# Satellite Radio?



## nerd_deluxe (Nov 19, 2013)

Coming from the US, I've enjoyed having Sirius/XM radio. From what I can see, they only have coverage in North America. But while surfing dubizzle for cars, I saw a pic of a Jeep Grand Cherokee with was clearly a SiriusXM station.

Is there any kind of Satellite Radio available? I contacted the seller, but no idea if she'll get back to me. I wonder how it was working in the picture...


----------



## Berliner (Jul 18, 2013)

Nope, not available.

Jeep was probably a US import, and the pic was taken while the jeep was still in the US.


----------



## vantage (May 10, 2012)

knowing Dubizzle, the picture was probably of someone else's car, lifted off the internet.

the Jeep you will be going to see will be a different age, a different colour, and not a Jeep..!


----------



## BedouGirl (Sep 15, 2011)

You can try The Tune In app.

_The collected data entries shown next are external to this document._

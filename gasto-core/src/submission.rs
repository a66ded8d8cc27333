//! Submission records: the durable queue entry, the optimistic session
//! record, and the request/acknowledgement shapes exchanged with the backend.
//!
//! Status model is a single tri-state plus derived retry eligibility:
//! - `Draft`: local-only by explicit user opt-out; never auto-sent.
//! - `Queued`: awaiting automatic delivery; failures keep it queued with an
//!   incremented retry count, and an exhausted count dead-letters it until a
//!   manual reset.
//! - `Submitted`: acknowledged by the backend (queue entries are removed at
//!   this point, so it mostly appears on session records).

use std::fmt;
use std::path::PathBuf;

use chrono::{DateTime, Utc};
use serde::{Deserialize, Serialize};

#[derive(Debug, Clone, Copy, PartialEq, Eq, Serialize, Deserialize)]
#[serde(rename_all = "lowercase")]
pub enum SubmissionStatus {
    Draft,
    Queued,
    Submitted,
}

impl fmt::Display for SubmissionStatus {
    fn fmt(&self, f: &mut fmt::Formatter<'_>) -> fmt::Result {
        let s = match self {
            SubmissionStatus::Draft => "draft",
            SubmissionStatus::Queued => "queued",
            SubmissionStatus::Submitted => "submitted",
        };
        f.write_str(s)
    }
}

/// Reference to a locally recorded audio note.
#[derive(Debug, Clone, PartialEq, Eq, Serialize, Deserialize)]
pub struct AudioAttachment {
    pub path: PathBuf,
    pub file_name: String,
    /// MIME type sent with the upload, e.g. "audio/m4a".
    pub mime_type: String,
}

impl AudioAttachment {
    pub fn new(path: impl Into<PathBuf>, file_name: impl Into<String>, mime_type: impl Into<String>) -> Self {
        Self {
            path: path.into(),
            file_name: file_name.into(),
            mime_type: mime_type.into(),
        }
    }
}

/// What a caller hands the coordinator: audio and/or text plus overrides.
///
/// `card_id = None` falls back to the configured default card; an empty
/// resolved id tells the backend to infer the card from content.
#[derive(Debug, Clone, Default, PartialEq, Serialize, Deserialize)]
pub struct SubmitRequest {
    pub audio: Option<AudioAttachment>,
    pub text: Option<String>,
    pub card_id: Option<String>,
    pub user_id: Option<String>,
    pub destinations: Vec<String>,
    /// Expense date; None means "now" at submission time.
    pub date: Option<DateTime<Utc>>,
    pub latitude: Option<f64>,
    pub longitude: Option<f64>,
    /// Explicit draft flag; None defers to the coordinator's draft-only mode.
    pub is_draft: Option<bool>,
}

impl SubmitRequest {
    pub fn from_text(text: impl Into<String>) -> Self {
        Self {
            text: Some(text.into()),
            ..Self::default()
        }
    }

    pub fn from_audio(audio: AudioAttachment) -> Self {
        Self {
            audio: Some(audio),
            ..Self::default()
        }
    }

    pub fn with_card(mut self, card_id: impl Into<String>) -> Self {
        self.card_id = Some(card_id.into());
        self
    }

    pub fn with_user(mut self, user_id: impl Into<String>) -> Self {
        self.user_id = Some(user_id.into());
        self
    }

    pub fn with_destinations(mut self, ids: Vec<String>) -> Self {
        self.destinations = ids;
        self
    }

    pub fn with_date(mut self, date: DateTime<Utc>) -> Self {
        self.date = Some(date);
        self
    }

    pub fn with_location(mut self, latitude: f64, longitude: f64) -> Self {
        self.latitude = Some(latitude);
        self.longitude = Some(longitude);
        self
    }

    pub fn as_draft(mut self) -> Self {
        self.is_draft = Some(true);
        self
    }

    pub fn has_content(&self) -> bool {
        self.audio.is_some() || self.text.as_deref().is_some_and(|t| !t.trim().is_empty())
    }
}

/// A durable queue entry awaiting delivery.
///
/// `card_id`/`user_id` keep the original empty-string convention: empty means
/// "not resolved locally" (the backend infers the card; the user comes from
/// the auth token).
#[derive(Debug, Clone, PartialEq, Serialize, Deserialize)]
pub struct QueuedSubmission {
    pub id: String,
    pub description: String,
    pub amount: Option<f64>,
    pub card_id: String,
    pub user_id: String,
    pub status: SubmissionStatus,
    pub timestamp: DateTime<Utc>,

    pub audio: Option<AudioAttachment>,
    pub text: Option<String>,
    #[serde(default)]
    pub destinations: Vec<String>,
    pub latitude: Option<f64>,
    pub longitude: Option<f64>,

    /// Attempts made so far; monotonically non-decreasing while queued.
    pub retry_count: u32,
    pub last_retry_at: Option<DateTime<Utc>>,
    pub last_error: Option<String>,
}

impl QueuedSubmission {
    pub fn new(id: impl Into<String>, description: impl Into<String>, timestamp: DateTime<Utc>) -> Self {
        Self {
            id: id.into(),
            description: description.into(),
            amount: None,
            card_id: String::new(),
            user_id: String::new(),
            status: SubmissionStatus::Queued,
            timestamp,
            audio: None,
            text: None,
            destinations: Vec::new(),
            latitude: None,
            longitude: None,
            retry_count: 0,
            last_retry_at: None,
            last_error: None,
        }
    }

    /// Build a queue entry carrying a request's payload.
    pub fn from_request(id: impl Into<String>, description: impl Into<String>, request: &SubmitRequest, now: DateTime<Utc>) -> Self {
        let mut sub = Self::new(id, description, request.date.unwrap_or(now));
        sub.card_id = request.card_id.clone().unwrap_or_default();
        sub.user_id = request.user_id.clone().unwrap_or_default();
        sub.audio = request.audio.clone();
        sub.text = request.text.clone();
        sub.destinations = request.destinations.clone();
        sub.latitude = request.latitude;
        sub.longitude = request.longitude;
        sub
    }

    pub fn with_amount(mut self, amount: f64) -> Self {
        self.amount = Some(amount);
        self
    }

    pub fn with_error(mut self, message: impl Into<String>) -> Self {
        self.last_error = Some(message.into());
        self
    }

    /// Record one failed delivery attempt.
    pub fn record_failure(&mut self, now: DateTime<Utc>, message: impl Into<String>) {
        self.retry_count += 1;
        self.last_retry_at = Some(now);
        self.last_error = Some(message.into());
    }

    /// Reset retry bookkeeping (the manual dead-letter recovery).
    pub fn reset_retries(&mut self) {
        self.retry_count = 0;
        self.last_error = None;
    }
}

/// The optimistic UI-facing record, reconciled by id in two phases:
/// inserted with a temporary id, then replaced (server ack) or tagged
/// (failure) by matching that id, never by list position.
#[derive(Debug, Clone, PartialEq, Serialize, Deserialize)]
pub struct ExpenseDraft {
    pub id: String,
    pub description: String,
    pub amount: Option<f64>,
    pub card_id: String,
    pub user_id: String,
    pub status: SubmissionStatus,
    pub timestamp: DateTime<Utc>,
    #[serde(default)]
    pub destinations: Vec<String>,
    pub last_error: Option<String>,
}

impl ExpenseDraft {
    pub fn is_temporary(&self) -> bool {
        self.id.starts_with(TEMP_ID_PREFIX)
    }
}

pub const TEMP_ID_PREFIX: &str = "temp-";

/// Client-generated id for an optimistic record, e.g. `temp-1714766640000`.
pub fn temp_id(now: DateTime<Utc>) -> String {
    format!("{}{}", TEMP_ID_PREFIX, now.timestamp_millis())
}

/// Canonical record returned by the backend on acknowledgement. Amount and
/// description may be server-inferred when the submission was audio or
/// free text.
#[derive(Debug, Clone, PartialEq, Serialize, Deserialize)]
pub struct RemoteAck {
    pub id: String,
    pub description: String,
    pub amount: Option<f64>,
    pub card_id: Option<String>,
    pub user_id: Option<String>,
    pub timestamp: Option<DateTime<Utc>>,
}

#[cfg(test)]
mod tests {
    use super::*;
    use chrono::TimeZone;

    #[test]
    fn test_temp_id_prefix() {
        let now = Utc.with_ymd_and_hms(2026, 3, 1, 12, 0, 0).unwrap();
        let id = temp_id(now);
        assert!(id.starts_with("temp-"));
        assert_eq!(id, format!("temp-{}", now.timestamp_millis()));
    }

    #[test]
    fn test_record_failure_is_monotonic() {
        let now = Utc::now();
        let mut sub = QueuedSubmission::new("q1", "mercado", now);
        assert_eq!(sub.retry_count, 0);

        sub.record_failure(now, "timeout");
        sub.record_failure(now, "HTTP 503");
        assert_eq!(sub.retry_count, 2);
        assert_eq!(sub.last_error.as_deref(), Some("HTTP 503"));
        assert_eq!(sub.last_retry_at, Some(now));

        sub.reset_retries();
        assert_eq!(sub.retry_count, 0);
        assert!(sub.last_error.is_none());
    }

    #[test]
    fn test_from_request_copies_payload() {
        let now = Utc::now();
        let req = SubmitRequest::from_text("22,50 picolés")
            .with_card("c6-1")
            .with_destinations(vec!["d1".to_string()])
            .with_location(-23.55, -46.63);

        let sub = QueuedSubmission::from_request("q1", "picolés", &req, now);
        assert_eq!(sub.card_id, "c6-1");
        assert_eq!(sub.user_id, "");
        assert_eq!(sub.text.as_deref(), Some("22,50 picolés"));
        assert_eq!(sub.destinations, vec!["d1".to_string()]);
        assert_eq!(sub.latitude, Some(-23.55));
        assert_eq!(sub.status, SubmissionStatus::Queued);
        assert_eq!(sub.timestamp, now);
    }

    #[test]
    fn test_status_serializes_lowercase() {
        let s = serde_json::to_string(&SubmissionStatus::Queued).unwrap();
        assert_eq!(s, "\"queued\"");
    }

    #[test]
    fn test_request_content_check() {
        assert!(SubmitRequest::from_text("café").has_content());
        assert!(!SubmitRequest::from_text("   ").has_content());
        assert!(!SubmitRequest::default().has_content());

        let audio = AudioAttachment::new("/tmp/a.m4a", "a.m4a", "audio/m4a");
        assert!(SubmitRequest::from_audio(audio).has_content());
    }
}
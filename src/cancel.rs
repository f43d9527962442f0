//! Cooperative cancellation shared by a job and all of its tasks

use futures::future::select_all;
use std::sync::Arc;
use tokio::sync::watch;

/// Cancellation signal backed by a `watch` channel.
///
/// Clones observe the same signal. Once cancelled, a token stays cancelled.
/// A child token is also cancelled when any of its ancestors is, but
/// cancelling a child leaves the parent untouched.
#[derive(Debug, Clone)]
pub struct CancellationToken {
    sender: Arc<watch::Sender<bool>>,
    receiver: watch::Receiver<bool>,
    parent: Option<Arc<CancellationToken>>,
}

impl CancellationToken {
    pub fn new() -> Self {
        let (sender, receiver) = watch::channel(false);
        Self {
            sender: Arc::new(sender),
            receiver,
            parent: None,
        }
    }

    /// New token scoped under this one
    pub fn child_token(&self) -> Self {
        Self {
            parent: Some(Arc::new(self.clone())),
            ..Self::new()
        }
    }

    /// Signal every holder of this token (and of its children) to stop
    pub fn cancel(&self) {
        self.sender.send_replace(true);
    }

    pub fn is_cancelled(&self) -> bool {
        self.chain().any(|token| *token.receiver.borrow())
    }

    /// Resolves once this token or one of its ancestors is cancelled
    pub async fn cancelled(&self) {
        let waits = self
            .chain()
            .map(|token| Box::pin(wait_for(token.receiver.clone())));
        select_all(waits).await;
    }

    /// This token followed by its ancestors
    fn chain(&self) -> impl Iterator<Item = &CancellationToken> {
        std::iter::successors(Some(self), |token| token.parent.as_deref())
    }
}

async fn wait_for(mut receiver: watch::Receiver<bool>) {
    loop {
        if *receiver.borrow_and_update() {
            return;
        }
        if receiver.changed().await.is_err() {
            // Sender is held by every clone, so this only happens during teardown.
            std::future::pending::<()>().await;
        }
    }
}

impl Default for CancellationToken {
    fn default() -> Self {
        Self::new()
    }
}
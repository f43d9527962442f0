//! Re-encoding into the fixed quality profiles

use serde::{Deserialize, Serialize};
use std::path::{Path, PathBuf};
use std::sync::Arc;
use std::time::Instant;
use tracing::{info, warn};
use uuid::Uuid;

use crate::artifacts::remove_quietly;
use crate::cancel::CancellationToken;
use crate::config::TranscodeConfig;
use crate::engine::{EncodeRequest, MediaEngine};
use crate::error::{EngineError, TranscodeError};
use crate::profiles::{ProfileTable, Quality, QualityProfile};

/// Result of one quality variant. Always a value, never an error.
#[derive(Debug, Clone, PartialEq, Eq, Serialize, Deserialize)]
pub struct TranscodeOutcome {
    pub quality: Quality,
    pub succeeded: bool,
    #[serde(skip_serializing_if = "Option::is_none")]
    pub output_path: Option<PathBuf>,
    #[serde(skip_serializing_if = "Option::is_none")]
    pub error_message: Option<String>,
}

impl TranscodeOutcome {
    pub fn success(quality: Quality, output_path: PathBuf) -> Self {
        Self {
            quality,
            succeeded: true,
            output_path: Some(output_path),
            error_message: None,
        }
    }

    pub fn failure(quality: Quality, error_message: impl Into<String>) -> Self {
        Self {
            quality,
            succeeded: false,
            output_path: None,
            error_message: Some(error_message.into()),
        }
    }
}

/// Codec, audio and container settings shared by every profile
#[derive(Debug, Clone, PartialEq, Eq)]
pub struct TranscodeSettings {
    pub video_codec: String,
    pub audio_codec: String,
    pub audio_bitrate_kbps: u32,
    pub container: String,
}

impl From<&TranscodeConfig> for TranscodeSettings {
    fn from(config: &TranscodeConfig) -> Self {
        Self {
            video_codec: config.video_codec.clone(),
            audio_codec: config.audio_codec.clone(),
            audio_bitrate_kbps: config.audio_bitrate_kbps,
            container: config.container.clone(),
        }
    }
}

impl Default for TranscodeSettings {
    fn default() -> Self {
        Self::from(&TranscodeConfig::default())
    }
}

#[derive(Clone)]
pub struct QualityTranscoder {
    engine: Arc<dyn MediaEngine>,
    profiles: Arc<ProfileTable>,
    settings: TranscodeSettings,
}

impl QualityTranscoder {
    pub fn new(
        engine: Arc<dyn MediaEngine>,
        profiles: Arc<ProfileTable>,
        settings: TranscodeSettings,
    ) -> Self {
        Self {
            engine,
            profiles,
            settings,
        }
    }

    pub fn with_profiles(mut self, profiles: Arc<ProfileTable>) -> Self {
        self.profiles = profiles;
        self
    }

    pub fn profiles(&self) -> &ProfileTable {
        &self.profiles
    }

    pub fn profile(&self, quality: Quality) -> Result<&QualityProfile, TranscodeError> {
        self.profiles
            .get(quality)
            .ok_or(TranscodeError::UnsupportedProfile(quality))
    }

    /// Engine request for `profile`; audio and container never vary by profile
    pub fn encode_request(&self, profile: &QualityProfile, duration_hint: u64) -> EncodeRequest {
        EncodeRequest {
            width: profile.width,
            height: profile.height,
            video_bitrate_kbps: profile.video_bitrate_kbps,
            video_codec: self.settings.video_codec.clone(),
            audio_codec: self.settings.audio_codec.clone(),
            audio_bitrate_kbps: self.settings.audio_bitrate_kbps,
            container: self.settings.container.clone(),
            duration_hint,
        }
    }

    /// `{stem}-{quality}-{millis}-{short id}.{container}` inside `dir`
    pub fn output_path(&self, dir: &Path, stem: &str, quality: Quality) -> PathBuf {
        let millis = chrono::Utc::now().timestamp_millis();
        let id = Uuid::new_v4().simple().to_string();
        dir.join(format!(
            "{}-{}-{}-{}.{}",
            stem,
            quality,
            millis,
            &id[..8],
            self.settings.container
        ))
    }

    /// Encode `source` into `output` for `quality`.
    ///
    /// On any failure, including cancellation, the partial output is deleted.
    pub async fn transcode(
        &self,
        source: &Path,
        quality: Quality,
        output: &Path,
        duration_hint: u64,
        cancel: &CancellationToken,
    ) -> Result<PathBuf, TranscodeError> {
        if cancel.is_cancelled() {
            return Err(TranscodeError::Cancelled);
        }

        let profile = *self.profile(quality)?;
        let request = self.encode_request(&profile, duration_hint);

        if let Some(parent) = output.parent() {
            tokio::fs::create_dir_all(parent)
                .await
                .map_err(|e| TranscodeError::Io(e.to_string()))?;
        }

        info!(
            "🎞️ Transcoding started: {} -> {} ({}x{} @ {}k)",
            source.display(),
            quality,
            profile.width,
            profile.height,
            profile.video_bitrate_kbps
        );
        let started = Instant::now();

        match self.engine.encode(source, &request, output, cancel).await {
            Ok(()) => {
                if !tokio::fs::try_exists(output).await.unwrap_or(false) {
                    return Err(TranscodeError::MissingOutput {
                        path: output.to_path_buf(),
                    });
                }
                info!(
                    "✅ Transcoding completed: {} in {:.1}s",
                    output.display(),
                    started.elapsed().as_secs_f64()
                );
                Ok(output.to_path_buf())
            }
            Err(EngineError::Cancelled) => {
                remove_quietly(output).await;
                Err(TranscodeError::Cancelled)
            }
            Err(err) => {
                remove_quietly(output).await;
                warn!("❌ Transcoding error for {}: {}", quality, err);
                Err(TranscodeError::Engine {
                    quality,
                    source: err,
                })
            }
        }
    }
}

#[cfg(test)]
mod tests {
    use super::*;
    use crate::engine::FfmpegEngine;

    fn transcoder() -> QualityTranscoder {
        QualityTranscoder::new(
            Arc::new(FfmpegEngine::default()),
            Arc::new(ProfileTable::standard()),
            TranscodeSettings::default(),
        )
    }

    #[test]
    fn test_audio_is_fixed_across_profiles() {
        let transcoder = transcoder();
        for profile in transcoder.profiles().iter() {
            let request = transcoder.encode_request(profile, 60);
            assert_eq!(request.audio_bitrate_kbps, 128);
            assert_eq!(request.audio_codec, "aac");
            assert_eq!(request.container, "mp4");
            assert_eq!(request.video_bitrate_kbps, profile.video_bitrate_kbps);
        }
    }

    #[test]
    fn test_output_path_shape() {
        let path = transcoder().output_path(Path::new("/out"), "clip", Quality::P720);
        let name = path.file_name().unwrap().to_str().unwrap();
        assert!(name.starts_with("clip-720p-"));
        assert!(name.ends_with(".mp4"));
        assert_eq!(path.parent().unwrap(), Path::new("/out"));
    }

    #[test]
    fn test_unsupported_profile() {
        let transcoder = QualityTranscoder::new(
            Arc::new(FfmpegEngine::default()),
            Arc::new(ProfileTable::from_profiles(2, Vec::<QualityProfile>::new())),
            TranscodeSettings::default(),
        );
        assert!(matches!(
            transcoder.profile(Quality::P360),
            Err(TranscodeError::UnsupportedProfile(Quality::P360))
        ));
    }

    #[test]
    fn test_outcome_serialization() {
        let failed = TranscodeOutcome::failure(Quality::P480, "boom");
        let json = serde_json::to_value(&failed).unwrap();
        assert_eq!(json["succeeded"], false);
        assert_eq!(json["error_message"], "boom");
        assert!(json.get("output_path").is_none());
    }
}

Or check out their website to see if they stream on line.


----------



## nerd_deluxe (Nov 19, 2013)

vantage said:


> knowing Dubizzle, the picture was probably of someone else's car, lifted off the internet.
> 
> the Jeep you will be going to see will be a different age, a different colour, and not a Jeep..!


Oh great vantage, that's just great, increasing my confidence by the second! 

Hmmm Bedugirl, thanks for that. Sirius streams as well. I wonder if they had the music coming in over their mobile somehow...


----------



## Stevesolar (Dec 21, 2012)

vantage said:


> knowing Dubizzle, the picture was probably of someone else's car, lifted off the internet.
> 
> the Jeep you will be going to see will be a different age, a different colour, and not a Jeep..!


Hi,
Yes many car photos on websites here are taken from stock photos that don't match the real car for sale - also applies to adverts for flats and villas - again real property bears no resemblence to the (poorly taken) photos in the advert!
It would be like going on an internet date with a lovely blonde lady called Sara then ending up with a hairy bloke called Kevin!

Cheers
Steve


----------



## Berliner (Jul 18, 2013)

> Hi,
> Yes many car photos on websites here are taken from stock photos that don't match the real car for sale -


Many? I would say a small minority use stock pics of cars. However, there are many who post only one photograph, or they forget to post pictures of the interior. Or the ad will say something along the lines of "Nice car". 

Nonetheless, it is the best place to buy a used car in UAE. I have bought and sold 11 cars in the past 5 years.


----------



## londonmandan (Jul 23, 2013)

BedouGirl said:


> You can try The Tune In app. Or check out their website to see if they stream on line.


I used to use TuneIn all the time back home but would never ever dream of using it over here, the data charges are a joke.

I miss that app and my unlimited data plan


----------



## BedouGirl (Sep 15, 2011)

londonmandan said:


> I used to use TuneIn all the time back home but would never ever dream of using it over here, the data charges are a joke. I miss that app and my unlimited data plan


It's free on wifi if you have internet at home.


----------



## londonmandan (Jul 23, 2013)

BedouGirl said:


> It's free on wifi if you have internet at home.


Yeah but at home my AV Unit is connected to the net so does it all, I meant out and about.


----------



## ATC-Guy (Feb 18, 2014)

Hi Nerd,
I'm moving to Sharjah next week. I currently work in Afghanistan, and I subscribe to online listening with Sirius satellite radio and it works here. Sirius itself doesn't block the service but the government censors in UAE might. Like other ppl have mentioned, try using it on your wifi at your place. Also Pandora internet radio is blocked by Pandora outside of the USA, but for some reason the iPhone app still works, which is great. I hope it still works in UAE as well.


----------